Précisons ainsi d’emblée que l’activité agricole ayant été omise, une personne exerçant une telle activité pourrait donc se prévaloir des dispositions ci-dessus.
2. La notion de déséquilibre significatif a toutefois progressivement gagné la matière commerciale et plus précisément le droit des pratiques restrictives de concurrence pour aujourd’hui s’inscrire dans l’avant-projet d’ordonnance portant réforme du droit des obligations. Ainsi,
• Tout d’abord, la loi LME du 4 août 2008 a instauré une cause de nullité supplémentaire de clauses ou contrats signés entre partenaires commerciaux à l’article L 442-6 du Code de Commerce à savoir [4] :
« le fait de soumettre ou de tenter de soumettre un partenaire commercial à des obligations créant un déséquilibre significatif dans les droits et obligations des parties ».
Bien que ce texte ne renvoie à aucune liste, le Conseil Constitutionnel a jugé que ces dispositions étaient conformes à la Constitution et au principe de légalité des délits et des peines qui impose au législateur de définir en termes suffisamment clairs et précis les pratiques sanctionnées, étant rappelé que la pratique nouvellement visée, comme celles visées précédemment à l’article L 442-6 du Code de Commerce, se trouve sanctionnée par une possible amende civile, celle-ci pouvant aller jusqu’à 2 millions d’euros [5]. Selon le Conseil Constitutionnel, la notion de « déséquilibre significatif » est suffisamment claire en ce qu’elle se trouve déjà visée par l’article L 132-1 du Code de la consommation et ce, quand bien même l’article L 442-6 I 2° du Code de commerce ne renvoie à aucune liste.

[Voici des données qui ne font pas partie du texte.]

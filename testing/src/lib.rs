use petgraph::{
    algo::connected_components,
    graph::{NodeIndex, UnGraph},
    visit::{EdgeRef, NodeIndexable},
};
use rand::{
    distributions::{Bernoulli, Uniform},
    prelude::*,
    seq::SliceRandom,
};
use rand_distr::Normal;
use rand_xoshiro::Xoshiro256Plus;

/// Endless supply of small random connected simple graphs
pub struct GraphIter {
    rng: Xoshiro256Plus,
    node_distr: Uniform<usize>,
    edge_distr: Normal<f64>,
}

impl Default for GraphIter {
    fn default() -> Self {
        Self {
            rng: Xoshiro256Plus::seed_from_u64(0),
            node_distr: Uniform::from(1..10),
            edge_distr: Normal::new(0.5, 1.0).unwrap(),
        }
    }
}

impl Iterator for GraphIter {
    type Item = UnGraph<(), ()>;

    fn next(&mut self) -> Option<Self::Item> {
        loop {
            let nnodes = self.node_distr.sample(&mut self.rng);
            let mut g =
                UnGraph::<(), ()>::with_capacity(nnodes, nnodes * nnodes / 2);
            for _ in 0..nnodes {
                g.add_node(());
            }
            for i in 0..nnodes {
                for j in (i + 1)..nnodes {
                    let nedges = self
                        .edge_distr
                        .sample(&mut self.rng)
                        .clamp(0.0, 1.0)
                        .round();
                    if nedges > 0.0 {
                        g.add_edge(NodeIndex::new(i), NodeIndex::new(j), ());
                    }
                }
            }
            if connected_components(&g) == 1 {
                return Some(g);
            }
        }
    }
}

/// Random simple graph on `n` nodes, each edge present with probability `p`
pub fn random_graph<R: Rng>(n: usize, p: f64, rng: &mut R) -> UnGraph<(), ()> {
    let edge = Bernoulli::new(p).unwrap();
    let mut g = UnGraph::<(), ()>::with_capacity(n, 0);
    for _ in 0..n {
        g.add_node(());
    }
    for i in 0..n {
        for j in (i + 1)..n {
            if edge.sample(rng) {
                g.add_edge(NodeIndex::new(i), NodeIndex::new(j), ());
            }
        }
    }
    g
}

/// Copy of `g` with randomly permuted node labels
pub fn randomize_labels<R: Rng>(
    g: &UnGraph<(), ()>,
    rng: &mut R,
) -> UnGraph<(), ()> {
    let mut labels = Vec::from_iter(0..g.node_count());
    labels.shuffle(rng);
    let mut edges = Vec::from_iter(g.edge_references().map(|e| {
        (
            labels[g.to_index(e.source())] as u32,
            labels[g.to_index(e.target())] as u32,
        )
    }));
    edges.shuffle(rng);
    let mut res = UnGraph::<(), ()>::with_capacity(g.node_count(), edges.len());
    for _ in 0..g.node_count() {
        res.add_node(());
    }
    res.extend_with_edges(edges);
    res
}

/// Degree-preserving double edge switch
///
/// Picks two edges `a - b` and `c - d` on four distinct nodes and replaces
/// them by `a - d` and `c - b`, provided neither exists yet. Returns an
/// unchanged copy if no switch is possible after a few attempts.
pub fn edge_switch<R: Rng>(
    g: &UnGraph<(), ()>,
    rng: &mut R,
) -> UnGraph<(), ()> {
    let mut edges = Vec::from_iter(
        g.edge_references()
            .map(|e| (g.to_index(e.source()), g.to_index(e.target()))),
    );
    let connected = |edges: &[(usize, usize)], x: usize, y: usize| {
        edges
            .iter()
            .any(|&(s, t)| (s, t) == (x, y) || (s, t) == (y, x))
    };
    if edges.len() >= 2 {
        for _ in 0..20 {
            let i = rng.gen_range(0..edges.len());
            let j = rng.gen_range(0..edges.len());
            let (a, b) = edges[i];
            let (c, d) = edges[j];
            if i == j || a == c || a == d || b == c || b == d {
                continue;
            }
            if connected(&edges, a, d) || connected(&edges, c, b) {
                continue;
            }
            edges[i] = (a, d);
            edges[j] = (c, b);
            break;
        }
    }
    let mut res = UnGraph::<(), ()>::with_capacity(g.node_count(), edges.len());
    for _ in 0..g.node_count() {
        res.add_node(());
    }
    res.extend_with_edges(edges.into_iter().map(|(s, t)| (s as u32, t as u32)));
    res
}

Le juge saisi en application des dispositions ci-dessus peut en outre consulter la Commission d’examen des Pratiques Commerciales (CEPC), laquelle a justement pour objet de se prononcer sur les pratiques en cause.
Depuis 2008, la CEPC a rendu il est vrai un certain nombre d’avis mais, consultation faite du site de la CEPC, un grand nombre d’avis ne sont pas accessibles en raison du refus de publication ou de l’absence de réponse des auteurs des demandes.
Par un avis du 22 décembre 2008, la CEPC précisait notamment que toute clause faisant prévaloir les conditions générales d’achat sur les conditions générales de vente du fournisseur en dehors de toute négociation relevait du déséquilibre significatif.
En 2013, la CEPC sanctionnait un certain nombre de clauses dans les contrats en matière hôtelière (Avis n° 13-10 sur les relations commerciales des hôteliers avec les entreprises exploitant les principaux sites de réservation hôtelière).
Les juridictions de première instance et d’appel (la Cour d’Appel de PARIS étant seule compétente en cette matière) se sont par ailleurs succédées pour condamner un certain nombre de clauses et notamment :
Certaines clauses de révision de prix en raison du déséquilibre qu’elles présentent [6].
Des clauses de taux de service [7].
Certaines clauses de retours d’invendus [8].
Alors que ces nouvelles dispositions visaient au premier chef les relations de la grande distribution avec ses fournisseurs, les juges les ont toutefois appliquées à d’autres domaines et notamment :
un contrat de location financière [9],
un contrat de concession exclusive de marque,
ou encore un contrat de courtage pour la fourniture d’électricité et de gaz,
Même si, pour ces deux derniers, la Cour a considéré qu’aucun déséquilibre n’était justifié [10].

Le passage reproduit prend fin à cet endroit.